井手 そうですね、「尊い」もありますね。本当に圧倒的な語感が生まれるたび、「もっと他に表現の仕方がある気がする!苦しい!」ってなります。

下地 言葉は難しいね。

「自分が生きる上でのコンセプトは変えないで生きていこう」

井手 これまでで辛かったなとか辛いなあって思ってることってありますか?

下地 人生で? ゼロ歳から?

井手 人生で。ゼロ歳からでも。

下地 大体のこと辛いけどな。辛さに強くない人間やからやけど。まあ、まず病気を二つ三つ抱えてるっていうのは、それそのものがしんどいし。薬を毎日飲まなあかんのもしんどいし。生きてるのもしんどいし。死ぬのも面倒くさいし。服着るのも嫌、風呂入るのも嫌、歯磨くのも嫌、ごはん食うのも面倒くさい。究極の生命体みたいになれたらいいな……。タバコで栄養摂取して生きたいなと思います。物事がうまくいかないのも辛いし、お金がない状況も辛い。でも、いやこれは「辛い」じゃないな、「面倒くさい」やな。そう考えると辛いこと、あんまりないかも。でも子どもの頃は辛かったなってのはある。小中の時にいじめられとったから。小学校の時なんかは毎日牛乳ぶっかけ給食を食べてたから。それぐらいかな……。

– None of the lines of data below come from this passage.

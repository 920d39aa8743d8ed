//! Per-process NVIDIA GPU usage via `nvidia-smi`.
//!
//! Two queries are merged per `(pid, gpu)`: `pmon` provides SM and memory
//! utilization, `--query-compute-apps` provides framebuffer usage. Either may
//! fail independently; the result holds whatever was collected.

pub mod nvidia_smi;
pub mod parser;

use std::collections::{BTreeMap, HashMap};
use std::time::Duration;

use crate::model::GpuUsage;

pub use nvidia_smi::NvidiaSmi;
pub use parser::{ComputeAppRow, PmonRow, parse_compute_apps, parse_pmon};

/// GPU usage entries keyed by pid.
pub type GpuProcessMap = HashMap<u32, Vec<GpuUsage>>;

/// Error type for GPU query failures.
#[derive(Debug)]
pub enum GpuQueryError {
    /// GPU collection is turned off.
    Disabled,
    /// The `nvidia-smi` binary could not be found.
    NotInstalled,
    /// The query did not finish within the timeout and was killed.
    Timeout(Duration),
    /// The query exited with a failure status.
    Failed(String),
    /// I/O error spawning or reading from the query.
    Io(std::io::Error),
}

impl std::fmt::Display for GpuQueryError {
    fn fmt(&self, f: &mut std::fmt::Formatter<'_>) -> std::fmt::Result {
        match self {
            GpuQueryError::Disabled => write!(f, "GPU collection disabled"),
            GpuQueryError::NotInstalled => write!(f, "nvidia-smi not found"),
            GpuQueryError::Timeout(t) => {
                write!(f, "nvidia-smi timed out after {:.1}s", t.as_secs_f64())
            }
            GpuQueryError::Failed(msg) => write!(f, "nvidia-smi failed: {}", msg),
            GpuQueryError::Io(e) => write!(f, "I/O error: {}", e),
        }
    }
}

impl std::error::Error for GpuQueryError {}

impl From<std::io::Error> for GpuQueryError {
    fn from(e: std::io::Error) -> Self {
        GpuQueryError::Io(e)
    }
}

/// Merges `pmon` and compute-apps rows into per-pid GPU usage.
///
/// Rows are joined on `(pid, gpu)`. A process that only appears in the
/// compute-apps query (typically right after CUDA init) gets zero
/// utilization. Entries of one pid are ordered by GPU index.
pub fn merge(pmon: &[PmonRow], apps: &[ComputeAppRow]) -> GpuProcessMap {
    let mut by_key: BTreeMap<(u32, String), GpuUsage> = BTreeMap::new();

    for row in pmon {
        by_key.insert(
            (row.pid, row.gpu.clone()),
            GpuUsage {
                gpu: row.gpu.clone(),
                sm_percent: row.sm_percent,
                mem_percent: row.mem_percent,
                fb_mib: 0,
            },
        );
    }

    for row in apps {
        by_key
            .entry((row.pid, row.gpu.clone()))
            .or_insert_with(|| GpuUsage {
                gpu: row.gpu.clone(),
                ..GpuUsage::default()
            })
            .fb_mib = row.used_memory_mib;
    }

    let mut map: GpuProcessMap = HashMap::new();
    for ((pid, _), usage) in by_key {
        map.entry(pid).or_default().push(usage);
    }
    map
}
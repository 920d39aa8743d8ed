//! Process collector for gathering per-process counters from `/proc/[pid]/`.

use std::path::{Path, PathBuf};

use crate::collector::procfs::parser::{
    UserResolver, parse_cmdline_exe, parse_proc_stat, parse_proc_status,
};
use crate::collector::traits::{FileSystem, ProcessSource};

/// Used when the page size cannot be queried.
const DEFAULT_PAGE_SIZE: u64 = 4096;

/// Returns the kernel memory page size in bytes.
pub fn system_page_size() -> u64 {
    // SAFETY: sysconf has no preconditions.
    let size = unsafe { libc::sysconf(libc::_SC_PAGESIZE) };
    if size > 0 {
        size as u64
    } else {
        DEFAULT_PAGE_SIZE
    }
}

/// Error type for collection failures.
#[derive(Debug)]
pub enum CollectError {
    /// Process disappeared during collection.
    ProcessGone(u32),
    /// I/O error reading process files.
    Io(std::io::Error),
    /// Parse error in process files.
    Parse(String),
}

impl std::fmt::Display for CollectError {
    fn fmt(&self, f: &mut std::fmt::Formatter<'_>) -> std::fmt::Result {
        match self {
            CollectError::ProcessGone(pid) => write!(f, "process {} disappeared", pid),
            CollectError::Io(e) => write!(f, "I/O error: {}", e),
            CollectError::Parse(msg) => write!(f, "parse error: {}", msg),
        }
    }
}

impl std::error::Error for CollectError {}

impl From<std::io::Error> for CollectError {
    fn from(e: std::io::Error) -> Self {
        CollectError::Io(e)
    }
}

/// Raw counters of one process as read from `/proc`.
///
/// CPU time is cumulative; the sampler turns it into a percentage using the
/// previous tick's value for the same `(pid, starttime)`.
#[derive(Debug, Clone, Default, PartialEq)]
pub struct ProcessDetail {
    pub pid: u32,
    pub name: String,
    pub user: String,
    pub exe: String,
    /// Start time after boot in clock ticks. Distinguishes reused pids.
    pub starttime: u64,
    /// utime + stime in clock ticks.
    pub cpu_ticks: u64,
    pub rss_bytes: u64,
    pub vms_bytes: u64,
    pub open_fds: u64,
    pub threads: u64,
}

/// Collects process information from `/proc/[pid]/` files.
pub struct ProcessCollector<F: FileSystem> {
    fs: F,
    proc_path: PathBuf,
    user_resolver: UserResolver,
    page_size: u64,
}

impl<F: FileSystem> ProcessCollector<F> {
    /// Creates a new process collector.
    ///
    /// # Arguments
    /// * `fs` - Filesystem implementation (real or mock)
    /// * `proc_path` - Base path to proc filesystem (usually "/proc")
    ///
    /// User names are resolved from `/etc/passwd` read through `fs`; if it is
    /// unreadable, numeric uids are reported instead.
    pub fn new(fs: F, proc_path: impl Into<PathBuf>) -> Self {
        let mut user_resolver = UserResolver::new();
        if let Ok(passwd) = fs.read_to_string(Path::new("/etc/passwd")) {
            user_resolver.load_from_content(&passwd);
        }

        Self {
            fs,
            proc_path: proc_path.into(),
            user_resolver,
            page_size: system_page_size(),
        }
    }

    /// Overrides the page size used for `rss` when `VmRSS` is missing.
    pub fn with_page_size(mut self, page_size: u64) -> Self {
        self.page_size = page_size;
        self
    }

    /// Returns the underlying filesystem, e.g. to mutate a `MockFs` between ticks.
    pub fn fs_mut(&mut self) -> &mut F {
        &mut self.fs
    }

    /// Reads the kernel host name from `<proc>/sys/kernel/hostname`.
    pub fn hostname(&self) -> Option<String> {
        self.fs
            .read_to_string(&self.proc_path.join("sys/kernel/hostname"))
            .ok()
            .map(|s| s.trim().to_string())
            .filter(|s| !s.is_empty())
    }

    /// Counts entries of `/proc/[pid]/fd`.
    ///
    /// Reading another user's fd directory needs privileges; 0 is reported
    /// when it cannot be listed.
    fn count_fds(&self, proc_dir: &Path) -> u64 {
        self.fs
            .read_dir(&proc_dir.join("fd"))
            .map(|entries| entries.len() as u64)
            .unwrap_or(0)
    }

    /// Collects raw counters of a single process.
    pub fn collect_process(&self, pid: u32) -> Result<ProcessDetail, CollectError> {
        let proc_dir = self.proc_path.join(pid.to_string());

        let stat_content = self
            .fs
            .read_to_string(&proc_dir.join("stat"))
            .map_err(|_| CollectError::ProcessGone(pid))?;
        let stat =
            parse_proc_stat(&stat_content).map_err(|e| CollectError::Parse(e.message.clone()))?;

        let status_content = self
            .fs
            .read_to_string(&proc_dir.join("status"))
            .map_err(|_| CollectError::ProcessGone(pid))?;
        let status = parse_proc_status(&status_content)
            .map_err(|e| CollectError::Parse(e.message.clone()))?;

        let name = self
            .fs
            .read_to_string(&proc_dir.join("comm"))
            .map(|s| s.trim().to_string())
            .unwrap_or_else(|_| stat.comm.clone());

        // VmRSS is in kB regardless of the page size
        let rss_bytes = match status.vm_rss {
            Some(kb) => kb * 1024,
            None => (stat.rss.max(0) as u64) * self.page_size,
        };

        let exe = self
            .fs
            .read_to_string(&proc_dir.join("cmdline"))
            .ok()
            .and_then(|content| parse_cmdline_exe(&content))
            .unwrap_or_else(|| name.clone());

        Ok(ProcessDetail {
            pid: stat.pid,
            name,
            user: self.user_resolver.resolve(status.uid),
            exe,
            starttime: stat.starttime,
            cpu_ticks: stat.utime + stat.stime,
            rss_bytes,
            vms_bytes: stat.vsize,
            open_fds: self.count_fds(&proc_dir),
            threads: stat.num_threads.max(0) as u64,
        })
    }

    /// Lists numeric entries of the proc directory.
    pub fn list_pids(&self) -> Result<Vec<u32>, CollectError> {
        let entries = self.fs.read_dir(&self.proc_path)?;

        let mut pids: Vec<u32> = entries
            .iter()
            .filter_map(|entry| entry.file_name().and_then(|n| n.to_str()))
            .filter_map(|name| name.parse::<u32>().ok())
            .collect();
        pids.sort_unstable();

        Ok(pids)
    }
}

impl<F: FileSystem> ProcessSource for ProcessCollector<F> {
    fn enumerate_processes(&self) -> Result<Vec<u32>, CollectError> {
        self.list_pids()
    }

    fn read_process_detail(&self, pid: u32) -> Result<ProcessDetail, CollectError> {
        self.collect_process(pid)
    }
}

井手 想像しただけで……「いやだ~!ウワアー!」って。

下地 なるほど(笑)

井手 さて気を取り直して最後の質問です。生きる上で大切にしていること、意識していることについてしょうもないことから壮大なことまで……。

下地 意識することか……。絶対あるのは基本的に誰の前でも態度を変えないこと。自然体でいることは意識しようと思ってます。それは気を遣う遣わないとか、敬語を使う使わないとか、尊敬するしないの話じゃなくて。あくまで尊敬とか気遣いは持った上で、コンセプトは変えない。この意見は変えないぞってところは意識してる。それは昔からの生き方で、変わらない。でも、頑なに変えないとかじゃなくて、その場でいいと思ったものをちゃんと取り入れてはいきたいなって思うし、逆に「ん?」って思ったことはまあ聞き流すなり、その場で戦うなり、そのときの状況に応じて柔軟には生きていきつつ、そういう自分が生きる上でのコンセプトは変えないで生きていこうと思ってる。一歳の赤ちゃんの前だろうが、総理大臣の前だろうがそのコンセプトを変えたくないなと。で、一方でしょうもないことか……。しょうもないこと……。

井手 私一個言っていいですか?

下地 どうぞ?

井手 横断歩道を渡るとき、白い線めちゃめちゃ意識してます。

下地 今度見とこ。

井手 そんなちっちゃいこだわりとか……。

下地 基本的に……、好きなように生きてる……。

井手 良かったです!一番大切です!ありがとうございます。こちらですべての質問が終わりました。

下地 こんな感じでよかったんですか?

井手 良かったです!ありがとうございました 。

インタビューを終えて

モノづくりに関わっている人は皆、身を削って表現をしているのだと感じた。今回インタビューをさせていただいた下地さんの創作活動がより新鮮で、充実したものになることを願いつつ最後とさせていただきたい。

最後までご覧いただきありがとうございました。